If you are working out at least 45 minutes a day 5-6 days a week, you are getting healthier, and probably firmer, slimmer and sexier too. You are probably also not eating enough on 1200-1300 Kcal a day, though I didn't see your height. I started my journey Jan. 27 (8 weeks today!) and have lost 35 lbs. I was eating between 1450-1600 daily, am 5'7 do an hour of cardio 6 days a week, and walk an hour 5 days a week. I've dropped 35 lbs (I started at 252 lbs and am 27 yrs old). Losing weight too quickly, I upped my caloric intake, and lost even more weight! SO CONFUSING... OH SCALE, can you explain this bizarre behaviour??? So the scale, my friend, my foe, is erratic. The she-beast has a mind of her own, and simply LOVES to mess with my head.

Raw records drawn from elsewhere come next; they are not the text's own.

//! Round-trip tests: load → save → load must preserve everything the
//! model understands.

use liftlex::model::{HasFields, HasNotes, HasTraits};
use liftlex::{Dictionary, Entry, Form, GrammaticalInfo, Sense, Trait, load_bytes, save_bytes};

const FULL_DOC: &str = r#"<?xml version="1.0" encoding="UTF-8"?>
<lift version="0.13" producer="liftlex tests">
  <header>
    <description>
      <form lang="en"><text>Sena test lexicon</text></form>
    </description>
    <ranges>
      <range id="grammatical-info">
        <label><form lang="en"><text>Part of speech</text></form></label>
        <range-element id="Noun">
          <label><form lang="en"><text>Noun</text></form></label>
          <abbrev><form lang="en"><text>n</text></form></abbrev>
        </range-element>
        <range-element id="Verb" parent="Noun">
          <label><form lang="en"><text>Verb</text></form></label>
        </range-element>
      </range>
    </ranges>
    <fields>
      <field-definition name="literal-meaning" type="multitext" class="entry sense"/>
      <field-definition name="from-part-of-speech" type="option-collection" option-range="grammatical-info"/>
    </fields>
  </header>
  <entry id="nyoka_1" guid="0ae89610-0c8a-4a54-9d23-7a3a1bcb6f4e" order="1" dateCreated="2004-08-10T10:31:33Z" dateModified="2006-10-13T08:29:05Z">
    <lexical-unit>
      <form lang="seh"><text>nyoka</text></form>
    </lexical-unit>
    <citation>
      <form lang="seh"><text>nyoka</text></form>
    </citation>
    <pronunciation>
      <form lang="seh-fonipa"><text>ɲoka</text></form>
      <media href="audio/nyoka.wav">
        <label><form lang="en"><text>recording</text></form></label>
      </media>
    </pronunciation>
    <variant ref="nyokera_1">
      <form lang="seh"><text>nyokera</text></form>
      <trait name="morph-type" value="stem"/>
    </variant>
    <sense id="nyoka_1-s1" order="1">
      <grammatical-info value="Noun">
        <trait name="inflection-class" value="9/10"/>
      </grammatical-info>
      <gloss lang="en"><text>snake</text></gloss>
      <gloss lang="pt"><text>cobra</text></gloss>
      <definition>
        <form lang="en"><text>long legless reptile</text></form>
      </definition>
      <relation type="synonym" ref="nyokera_1"/>
      <example source="corpus">
        <form lang="seh"><text>Nyoka yathawa.</text></form>
        <translation type="Free translation">
          <form lang="en"><text>The snake fled.</text></form>
        </translation>
        <translation>
          <form lang="en"><text>Snake fled.</text></form>
        </translation>
      </example>
      <reversal type="en">
        <form lang="en"><text>snake</text></form>
        <main>
          <form lang="en"><text>reptile</text></form>
        </main>
      </reversal>
      <illustration href="pictures/nyoka.png">
        <label><form lang="en"><text>a snake</text></form></label>
      </illustration>
      <subsense id="nyoka_1-s1-b">
        <gloss lang="en"><text>treacherous person</text></gloss>
      </subsense>
      <note type="usage">
        <form lang="en"><text>common in rural speech</text></form>
      </note>
      <field name="literal-meaning">
        <form lang="en"><text>crawler</text></form>
      </field>
      <trait name="semantic-domain" value="1.6.1.3.4"/>
      <annotation name="reviewed" value="yes" who="ts" when="2006-10-13"/>
    </sense>
    <etymology type="proto" source="Proto-Bantu">
      <form lang="bnt"><text>*nyoka</text></form>
      <gloss lang="en"><text>snake</text></gloss>
    </etymology>
    <note>
      <form lang="en"><text>most common reptile word</text></form>
    </note>
  </entry>
  <entry id="nyokera_1">
    <lexical-unit>
      <form lang="seh"><text>nyokera</text></form>
    </lexical-unit>
  </entry>
</lift>
"#;

#[test]
fn full_document_survives_a_round_trip() {
    let first = load_bytes(FULL_DOC.as_bytes()).expect("first load");
    let bytes = save_bytes(&first).expect("save");
    let second = load_bytes(&bytes).expect("second load");

    // Spot checks with readable failures first.
    assert_eq!(second.entry_count(), first.entry_count());
    let e1 = second.entry_by_id("nyoka_1").expect("entry kept its id");
    assert_eq!(e1.lexical_unit.text("seh").as_deref(), Some("nyoka"));
    assert_eq!(e1.citations.text("seh").as_deref(), Some("nyoka"));
    assert_eq!(e1.pronunciations.len(), 1);
    assert_eq!(e1.pronunciations[0].media[0].href, "audio/nyoka.wav");
    assert_eq!(e1.variants[0].ref_id.as_deref(), Some("nyokera_1"));
    assert_eq!(e1.etymologies[0].etym_type, "proto");
    assert_eq!(e1.etymologies[0].glosses.text("en").as_deref(), Some("snake"));
    assert_eq!(e1.notes().len(), 1);

    let s1 = second.sense_by_id("nyoka_1-s1").expect("sense kept its id");
    assert_eq!(s1.gloss.text("en").as_deref(), Some("snake"));
    assert_eq!(s1.gloss.text("pt").as_deref(), Some("cobra"));
    assert_eq!(
        s1.grammatical_info.as_ref().map(|g| g.value.as_str()),
        Some("Noun")
    );
    assert_eq!(s1.examples[0].translations().count(), 2);
    assert_eq!(s1.reversals[0].chain_depth(), 2);
    assert_eq!(s1.subsenses[0].gloss.text("en").as_deref(), Some("treacherous person"));
    assert_eq!(s1.traits()[0].name(), "semantic-domain");
    assert_eq!(s1.fields()[0].name(), "literal-meaning");
    assert_eq!(s1.annotations[0].name(), "reviewed");

    // Then the strong form: the two loaded graphs are identical. The first
    // load backfilled guids; the save persisted them, so the second load
    // reproduces the graph exactly.
    assert_eq!(first, second);
}

#[test]
fn guid_backfill_is_stable_across_save_and_load() {
    let first = load_bytes(FULL_DOC.as_bytes()).unwrap();
    let e2 = first.entry_by_id("nyokera_1").unwrap();
    let generated = e2.guid.clone().expect("guid was backfilled");

    let bytes = save_bytes(&first).unwrap();
    let second = load_bytes(&bytes).unwrap();
    assert_eq!(
        second.entry_by_id("nyokera_1").unwrap().guid.as_deref(),
        Some(generated.as_str())
    );
}

#[test]
fn built_dictionary_round_trips() {
    // One entry "cat" with one sense glossed "cat" carrying a pos trait.
    let mut dict = Dictionary::new();
    let mut entry = Entry::new();
    entry.id = Some("e1".to_string());
    entry
        .lexical_unit
        .add_form(Form::with_text("en", "cat"))
        .unwrap();
    let mut sense = Sense::new();
    sense.gloss.add_form(Form::with_text("en", "cat")).unwrap();
    sense.add_trait(Trait::new("pos", "noun"));
    sense.grammatical_info = Some(GrammaticalInfo::new("Noun"));
    entry.senses.push(sense);
    dict.entries.push(entry);

    let bytes = save_bytes(&dict).unwrap();
    let loaded = load_bytes(&bytes).unwrap();

    let entry = loaded.entry_by_id("e1").expect("same id after round trip");
    assert_eq!(entry.lexical_unit.text("en").as_deref(), Some("cat"));
    let sense = &entry.senses[0];
    assert_eq!(sense.gloss.text("en").as_deref(), Some("cat"));
    assert_eq!(sense.traits().len(), 1);
    assert_eq!(
        (sense.traits()[0].name(), sense.traits()[0].value()),
        ("pos", "noun")
    );
}

#[test]
fn save_and_load_through_a_file() {
    let dir = tempfile::tempdir().unwrap();
    let path = dir.path().join("lexicon.lift");

    let dict = load_bytes(FULL_DOC.as_bytes()).unwrap();
    liftlex::save(&dict, &path).unwrap();
    let loaded = liftlex::load(&path).unwrap();
    assert_eq!(dict, loaded);
}

#[test]
fn version_and_producer_are_preserved() {
    let dict = load_bytes(FULL_DOC.as_bytes()).unwrap();
    assert_eq!(dict.version.as_deref(), Some("0.13"));
    assert_eq!(dict.producer.as_deref(), Some("liftlex tests"));
    let again = load_bytes(&save_bytes(&dict).unwrap()).unwrap();
    assert_eq!(again.version, dict.version);
    assert_eq!(again.producer, dict.producer);
}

I hit a plateau for two weeks, and was feeling pretty glum about it. Finally, after a day of being fed up with my frumpy oversized clothes, I went shopping and bought new pants. Turns out, I'd gone from an 18 to a 14 in 6 weeks! The scale couldn't tell me that. I was soooo excited. So, then I started measuring myself. Those numbers often come off when scale numbers don't, because of building muscle, and it might make you feel less frustrated, because you can see progress! It certainly helped for me.
What they said! But I bet you will get the best response from changing up your routine. Buy a jump rope, get a real hula hoop (its just enough different from the wii), Instead of just walking, jog-walk. Jog a little walk a little.

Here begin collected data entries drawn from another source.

//! Owned XML events and attribute access.
//!
//! The state machine consumes these instead of quick-xml's borrowed events
//! so it can be driven by synthetic sequences in tests, with no XML source
//! behind them.

use smol_str::SmolStr;
use tracing::warn;

use crate::error::LiftError;

/// One parse event in document order.
#[derive(Debug, Clone, PartialEq)]
pub enum XmlEvent {
    Start { tag: SmolStr, attrs: Attrs },
    Text(String),
    End { tag: SmolStr },
}

impl XmlEvent {
    /// Convenience constructor for tests and synthetic drivers.
    pub fn start<const N: usize>(tag: &str, attrs: [(&str, &str); N]) -> Self {
        Self::Start {
            tag: SmolStr::new(tag),
            attrs: Attrs::new(
                attrs
                    .iter()
                    .map(|(k, v)| (SmolStr::new(*k), (*v).to_string()))
                    .collect(),
            ),
        }
    }

    pub fn text(text: &str) -> Self {
        Self::Text(text.to_string())
    }

    pub fn end(tag: &str) -> Self {
        Self::End {
            tag: SmolStr::new(tag),
        }
    }
}

/// The attributes of one start tag.
///
/// Values are taken out as they are consumed so required-attribute checks
/// and leftovers stay cheap to express.
#[derive(Debug, Clone, Default, PartialEq)]
pub struct Attrs(Vec<(SmolStr, String)>);

impl Attrs {
    pub fn new(attrs: Vec<(SmolStr, String)>) -> Self {
        Self(attrs)
    }

    /// Remove and return an attribute value, if present.
    pub fn take(&mut self, name: &str) -> Option<String> {
        let idx = self.0.iter().position(|(k, _)| k == name)?;
        Some(self.0.remove(idx).1)
    }

    /// Remove and return a required attribute, or fail naming it.
    pub fn require(&mut self, name: &str, tag: &str) -> Result<String, LiftError> {
        self.take(name)
            .ok_or_else(|| LiftError::missing_attribute(format!("'{name}' on <{tag}>")))
    }

    /// Remove and parse an integer attribute. A malformed value is
    /// tolerated and dropped with a warning.
    pub fn take_u32(&mut self, name: &str, tag: &str) -> Option<u32> {
        let raw = self.take(name)?;
        match raw.parse() {
            Ok(n) => Some(n),
            Err(_) => {
                warn!(tag, attribute = name, value = %raw, "ignoring non-numeric attribute");
                None
            }
        }
    }
}

#[cfg(test)]
mod tests {
    use super::*;

    #[test]
    fn take_consumes() {
        let XmlEvent::Start { mut attrs, .. } =
            XmlEvent::start("entry", [("id", "e1"), ("order", "2")])
        else {
            unreachable!()
        };
        assert_eq!(attrs.take("id").as_deref(), Some("e1"));
        assert_eq!(attrs.take("id"), None);
        assert_eq!(attrs.take_u32("order", "entry"), Some(2));
    }

    #[test]
    fn require_names_the_attribute_and_tag() {
        let mut attrs = Attrs::default();
        let err = attrs.require("type", "relation").unwrap_err();
        assert!(err.to_string().contains("'type' on <relation>"));
    }

    #[test]
    fn bad_number_is_dropped() {
        let mut attrs = Attrs::new(vec![(SmolStr::new("order"), "two".into())]);
        assert_eq!(attrs.take_u32("order", "sense"), None);
    }
}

Also switch your diet around. If you normally have cereal, change to an egg and toast. AND Add some days where you eat more. I seem to have the best result if I aim to have a full maintenance calorie day once a week. Don't let your body think it knows what you are doing. Mix it up and keep your system "on it's toes"
I think that "shocking" my system may just be what the doc ordered. I think HIIT will probably be the way I go for a while. Even done in smaller chunks of time (ie- 20 minutes of HIIT vs. 40 minutes of straight cardio) seems to be more effective for fat loss- for my body anyway. I may also try and incorporate a maintenance day and see how that works.
I'm 5'8" and even when I inputted all my info into CC, it reccommended 1200-1300 daily to meet my goals. I was surprised by that. I even played around w/my activity levels to see if that would impact the recommendation and it didn't.
Aislign- I guess I have done well so far. My clothes fit a heck of a lot better and I feel and look firmer. I have increased energy and stamina as well. I just thought my slow/steady weight loss of 1-2 lbs a week would continue so seeing that gain when I really didn't do anything differently threw me for a loop!
I have measured my body and to my surprise, I haven't seen a reduction since the last time I measured on 2/4. That was also discouraging b/c I actually FEEL smaller.
I really appreciate all of your encouragement everyone
.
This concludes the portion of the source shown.